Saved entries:
◇ ◇ ◇ ◇ ◇
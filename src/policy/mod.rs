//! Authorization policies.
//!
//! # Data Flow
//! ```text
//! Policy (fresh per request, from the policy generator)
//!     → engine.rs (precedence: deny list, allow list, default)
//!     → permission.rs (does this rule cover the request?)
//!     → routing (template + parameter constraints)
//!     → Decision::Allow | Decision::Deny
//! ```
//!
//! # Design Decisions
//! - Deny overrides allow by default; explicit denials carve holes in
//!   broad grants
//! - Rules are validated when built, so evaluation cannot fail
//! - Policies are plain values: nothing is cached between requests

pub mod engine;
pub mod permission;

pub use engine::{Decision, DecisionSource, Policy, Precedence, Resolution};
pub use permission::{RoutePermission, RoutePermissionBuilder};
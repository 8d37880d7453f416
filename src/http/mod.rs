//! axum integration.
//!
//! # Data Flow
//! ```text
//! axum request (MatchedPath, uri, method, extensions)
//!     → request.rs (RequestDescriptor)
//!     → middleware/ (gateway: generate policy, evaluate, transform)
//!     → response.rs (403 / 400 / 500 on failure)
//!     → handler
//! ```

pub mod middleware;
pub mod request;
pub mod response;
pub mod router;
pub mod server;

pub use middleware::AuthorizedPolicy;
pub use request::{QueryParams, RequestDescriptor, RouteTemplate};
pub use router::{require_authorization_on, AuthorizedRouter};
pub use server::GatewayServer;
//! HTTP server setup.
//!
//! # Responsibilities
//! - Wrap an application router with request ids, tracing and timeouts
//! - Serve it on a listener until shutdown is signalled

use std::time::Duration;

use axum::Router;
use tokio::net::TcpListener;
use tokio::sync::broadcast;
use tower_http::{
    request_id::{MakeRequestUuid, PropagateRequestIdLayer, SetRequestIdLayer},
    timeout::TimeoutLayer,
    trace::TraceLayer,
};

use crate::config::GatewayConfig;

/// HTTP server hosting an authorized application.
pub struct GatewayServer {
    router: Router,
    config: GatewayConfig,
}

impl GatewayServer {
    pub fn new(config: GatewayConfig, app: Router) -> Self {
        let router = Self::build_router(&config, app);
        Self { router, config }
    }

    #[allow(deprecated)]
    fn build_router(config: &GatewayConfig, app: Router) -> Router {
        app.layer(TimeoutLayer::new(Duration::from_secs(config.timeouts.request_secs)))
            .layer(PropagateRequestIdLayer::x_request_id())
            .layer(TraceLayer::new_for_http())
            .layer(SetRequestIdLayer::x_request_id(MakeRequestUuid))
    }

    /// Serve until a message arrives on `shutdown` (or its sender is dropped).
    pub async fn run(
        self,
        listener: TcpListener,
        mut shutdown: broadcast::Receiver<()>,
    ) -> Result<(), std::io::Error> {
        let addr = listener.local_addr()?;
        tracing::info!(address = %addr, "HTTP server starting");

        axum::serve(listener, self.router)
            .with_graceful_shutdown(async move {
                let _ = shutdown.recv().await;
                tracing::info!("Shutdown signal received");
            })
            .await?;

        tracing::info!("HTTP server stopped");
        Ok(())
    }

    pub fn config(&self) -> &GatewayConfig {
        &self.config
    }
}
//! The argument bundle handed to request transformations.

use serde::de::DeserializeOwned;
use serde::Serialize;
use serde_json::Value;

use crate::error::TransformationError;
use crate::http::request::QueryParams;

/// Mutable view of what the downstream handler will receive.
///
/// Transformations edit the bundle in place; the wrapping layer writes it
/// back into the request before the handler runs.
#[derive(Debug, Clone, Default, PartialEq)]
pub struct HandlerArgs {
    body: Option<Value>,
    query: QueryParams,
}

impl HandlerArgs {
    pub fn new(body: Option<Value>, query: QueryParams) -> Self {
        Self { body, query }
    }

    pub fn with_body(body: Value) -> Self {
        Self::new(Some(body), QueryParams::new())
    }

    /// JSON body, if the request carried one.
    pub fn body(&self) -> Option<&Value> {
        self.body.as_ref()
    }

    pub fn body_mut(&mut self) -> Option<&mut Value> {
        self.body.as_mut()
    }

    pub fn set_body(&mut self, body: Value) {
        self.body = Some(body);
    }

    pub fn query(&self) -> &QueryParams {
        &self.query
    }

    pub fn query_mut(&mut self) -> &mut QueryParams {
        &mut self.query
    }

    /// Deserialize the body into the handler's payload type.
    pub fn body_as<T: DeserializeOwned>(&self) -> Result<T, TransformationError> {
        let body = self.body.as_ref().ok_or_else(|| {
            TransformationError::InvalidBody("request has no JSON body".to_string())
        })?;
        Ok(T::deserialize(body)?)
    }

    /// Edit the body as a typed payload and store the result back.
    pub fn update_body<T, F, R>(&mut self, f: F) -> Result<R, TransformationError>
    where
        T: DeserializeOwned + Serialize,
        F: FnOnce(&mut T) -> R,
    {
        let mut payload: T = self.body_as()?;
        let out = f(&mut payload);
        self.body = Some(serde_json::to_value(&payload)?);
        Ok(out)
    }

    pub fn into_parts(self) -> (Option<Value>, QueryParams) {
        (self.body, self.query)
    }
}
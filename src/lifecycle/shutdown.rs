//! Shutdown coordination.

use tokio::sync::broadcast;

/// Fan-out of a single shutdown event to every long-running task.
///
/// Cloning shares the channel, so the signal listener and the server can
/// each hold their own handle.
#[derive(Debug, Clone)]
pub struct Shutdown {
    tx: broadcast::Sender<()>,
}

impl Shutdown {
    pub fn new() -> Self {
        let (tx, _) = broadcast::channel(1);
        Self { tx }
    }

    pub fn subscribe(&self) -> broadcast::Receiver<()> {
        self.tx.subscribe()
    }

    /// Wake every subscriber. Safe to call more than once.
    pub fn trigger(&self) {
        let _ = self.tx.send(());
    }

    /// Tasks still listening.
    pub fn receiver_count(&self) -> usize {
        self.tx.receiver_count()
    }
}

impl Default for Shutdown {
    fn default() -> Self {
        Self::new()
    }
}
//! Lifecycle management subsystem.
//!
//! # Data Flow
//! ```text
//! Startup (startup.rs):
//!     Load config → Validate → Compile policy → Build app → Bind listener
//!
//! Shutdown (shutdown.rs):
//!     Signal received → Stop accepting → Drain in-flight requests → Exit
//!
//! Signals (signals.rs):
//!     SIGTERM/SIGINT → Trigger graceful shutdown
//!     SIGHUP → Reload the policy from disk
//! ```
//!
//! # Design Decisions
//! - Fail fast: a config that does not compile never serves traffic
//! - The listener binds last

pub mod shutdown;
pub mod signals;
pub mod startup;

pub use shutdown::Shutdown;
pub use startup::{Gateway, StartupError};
◇ ◇ ◇ ◇ ◇
- WHAT IS NEEDED -
The requested lines run from the one with "pub mod shutdown;" through the last line of the records. Return them exactly.

- OUTPUT BELOW -
pub mod shutdown;
pub mod signals;
pub mod startup;

pub use shutdown::Shutdown;
pub use startup::{Gateway, StartupError};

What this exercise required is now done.